To do
Write out the data below exactly, beginning with the first line and ending once the line that has "fn default() ->" is written.

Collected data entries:
━━━━━━━━━━━━━━━━

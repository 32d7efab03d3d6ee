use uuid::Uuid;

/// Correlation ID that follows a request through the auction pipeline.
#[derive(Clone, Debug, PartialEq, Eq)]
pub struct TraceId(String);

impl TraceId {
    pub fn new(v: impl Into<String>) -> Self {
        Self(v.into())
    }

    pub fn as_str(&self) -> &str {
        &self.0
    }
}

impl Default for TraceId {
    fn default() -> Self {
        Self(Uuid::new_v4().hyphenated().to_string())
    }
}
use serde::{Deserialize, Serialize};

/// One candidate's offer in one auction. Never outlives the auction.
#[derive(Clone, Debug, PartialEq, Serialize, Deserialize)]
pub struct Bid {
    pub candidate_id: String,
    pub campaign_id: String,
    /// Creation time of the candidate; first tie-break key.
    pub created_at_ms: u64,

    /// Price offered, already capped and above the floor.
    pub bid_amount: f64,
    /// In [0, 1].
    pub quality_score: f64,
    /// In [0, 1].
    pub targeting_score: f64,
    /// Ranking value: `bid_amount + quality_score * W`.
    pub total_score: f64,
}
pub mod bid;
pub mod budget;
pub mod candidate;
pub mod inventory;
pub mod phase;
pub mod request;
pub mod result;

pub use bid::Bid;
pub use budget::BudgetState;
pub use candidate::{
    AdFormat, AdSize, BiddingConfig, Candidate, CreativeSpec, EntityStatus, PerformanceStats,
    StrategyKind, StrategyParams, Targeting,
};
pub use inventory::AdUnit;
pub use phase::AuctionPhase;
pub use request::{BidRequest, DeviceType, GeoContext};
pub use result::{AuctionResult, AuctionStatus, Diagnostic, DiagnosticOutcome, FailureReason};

━━━━━━━━━━━━━━━━

Exercise output
repository 32d7efab03d3d6ee
use uuid::Uuid;

/// Correlation ID that follows a request through the auction pipeline.
#[derive(Clone, Debug, PartialEq, Eq)]
pub struct TraceId(String);

impl TraceId {
    pub fn new(v: impl Into<String>) -> Self {
        Self(v.into())
    }

    pub fn as_str(&self) -> &str {
        &self.0
    }
}

impl Default for TraceId {
    fn default() -> Self {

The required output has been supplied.